--- Record extracts Enclosed Below ---

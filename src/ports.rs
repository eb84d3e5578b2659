//! The payment-platform boundary. Services and handlers depend on this trait
//! rather than on the HTTP client, so the platform can be swapped in tests.

use crate::domain::settlement::SettlementGroup;
use crate::stripe::models::{
    Account, AccountLink, Balance, Charge, Customer, Deleted, EphemeralKey, PaymentIntent,
    PaymentMethod, Refund, SetupIntent, Transfer, TransferReversal,
};
use crate::stripe::StripeError;
use async_trait::async_trait;

pub type PlatformResult<T> = Result<T, StripeError>;

#[derive(Debug, Clone, Default, PartialEq, Eq)]
pub struct NewCustomer {
    pub email: Option<String>,
    pub name: Option<String>,
    pub user_id: Option<String>,
}

/// A destination charge: the full amount is routed to `destination`, minus
/// `application_fee_amount`, which the platform keeps.
#[derive(Debug, Clone, PartialEq, Eq)]
pub struct DestinationCharge {
    pub amount: i64,
    pub currency: String,
    pub customer: String,
    pub destination: String,
    pub application_fee_amount: i64,
    pub description: String,
    pub transfer_group: SettlementGroup,
}

#[async_trait]
pub trait PaymentPlatform: Send + Sync {
    async fn create_customer(&self, customer: &NewCustomer) -> PlatformResult<Customer>;
    async fn delete_customer(&self, customer_id: &str) -> PlatformResult<Deleted>;

    async fn create_connect_account(&self, email: Option<&str>) -> PlatformResult<Account>;
    async fn delete_connect_account(&self, account_id: &str) -> PlatformResult<Deleted>;
    async fn create_account_link(&self, account_id: &str) -> PlatformResult<AccountLink>;

    async fn create_payment_intent(&self, charge: &DestinationCharge) -> PlatformResult<PaymentIntent>;
    async fn retrieve_payment_intent(&self, payment_intent_id: &str) -> PlatformResult<PaymentIntent>;
    async fn refund_payment_intent(&self, payment_intent_id: &str) -> PlatformResult<Refund>;

    async fn list_transfers_in_group(&self, group: &SettlementGroup) -> PlatformResult<Vec<Transfer>>;
    async fn list_transfers_to(&self, destination: &str) -> PlatformResult<Vec<Transfer>>;
    async fn reverse_transfer(&self, transfer_id: &str, amount: i64) -> PlatformResult<TransferReversal>;

    async fn create_setup_intent(&self, customer_id: &str) -> PlatformResult<SetupIntent>;
    async fn create_ephemeral_key(&self, customer_id: &str) -> PlatformResult<EphemeralKey>;
    async fn list_payment_methods(&self, customer_id: &str) -> PlatformResult<Vec<PaymentMethod>>;
    async fn detach_payment_method(&self, payment_method_id: &str) -> PlatformResult<PaymentMethod>;

    async fn list_charges(&self, customer_id: &str) -> PlatformResult<Vec<Charge>>;
    /// Every refund issued against one charge.
    async fn list_refunds(&self, charge_id: &str) -> PlatformResult<Vec<Refund>>;

    async fn retrieve_balance(&self) -> PlatformResult<Balance>;
}
use crate::error::AppError;
use crate::ports::NewCustomer;
use crate::schemas::{
    CreateCustomerRequest, CreateCustomerResponse, DeleteAccountsRequest, DeleteAccountsResponse,
    DetachPaymentMethodRequest, DetachPaymentMethodResponse, PaymentMethodsResponse,
};
use crate::validation::{optional, required, ValidatedJson};
use crate::AppState;
use axum::{
    extract::{Path, State},
    Json,
};

pub async fn create_customer(
    State(state): State<AppState>,
    ValidatedJson(payload): ValidatedJson<CreateCustomerRequest>,
) -> Result<Json<CreateCustomerResponse>, AppError> {
    let customer = state
        .platform
        .create_customer(&NewCustomer {
            email: optional(payload.email),
            name: optional(payload.name),
            user_id: optional(payload.user_id),
        })
        .await?;

    tracing::info!(customer_id = %customer.id, "Customer created");
    Ok(Json(CreateCustomerResponse {
        customer_id: customer.id,
    }))
}

pub async fn list_payment_methods(
    State(state): State<AppState>,
    Path(customer_id): Path<String>,
) -> Result<Json<PaymentMethodsResponse>, AppError> {
    let customer_id = required("customerId", Some(customer_id))?;
    let methods = state.platform.list_payment_methods(&customer_id).await?;
    Ok(Json(PaymentMethodsResponse { methods }))
}

pub async fn detach_payment_method(
    State(state): State<AppState>,
    ValidatedJson(payload): ValidatedJson<DetachPaymentMethodRequest>,
) -> Result<Json<DetachPaymentMethodResponse>, AppError> {
    let payment_method_id = required("paymentMethodId", payload.payment_method_id)?;
    let method = state.platform.detach_payment_method(&payment_method_id).await?;

    Ok(Json(DetachPaymentMethodResponse {
        success: true,
        id: method.id,
    }))
}

/// Delete renter and/or owner records
///
/// Best effort: each deletion is attempted and reported on its own, and the call
/// answers 200 even when one of them fails.
#[utoipa::path(
    delete,
    path = "/stripe/delete-accounts",
    request_body = DeleteAccountsRequest,
    responses(
        (status = 200, description = "Per-account deletion results", body = DeleteAccountsResponse),
        (status = 400, description = "Neither customerId nor connectAccountId given")
    ),
    tag = "Accounts"
)]
pub async fn delete_accounts(
    State(state): State<AppState>,
    ValidatedJson(payload): ValidatedJson<DeleteAccountsRequest>,
) -> Result<Json<DeleteAccountsResponse>, AppError> {
    let customer_id = optional(payload.customer_id);
    let connect_account_id = optional(payload.connect_account_id);

    if customer_id.is_none() && connect_account_id.is_none() {
        return Err(AppError::Validation(
            "customerId or connectAccountId is required".to_string(),
        ));
    }

    let details = state
        .accounts
        .delete_accounts(customer_id.as_deref(), connect_account_id.as_deref())
        .await;

    Ok(Json(DeleteAccountsResponse {
        success: details.all_succeeded(),
        details,
    }))
}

--- End of Enclosed Record extracts ---

Considering the records line by line, how many lines hold the string "deletion"? Say only the number.

• _Answer below_: 2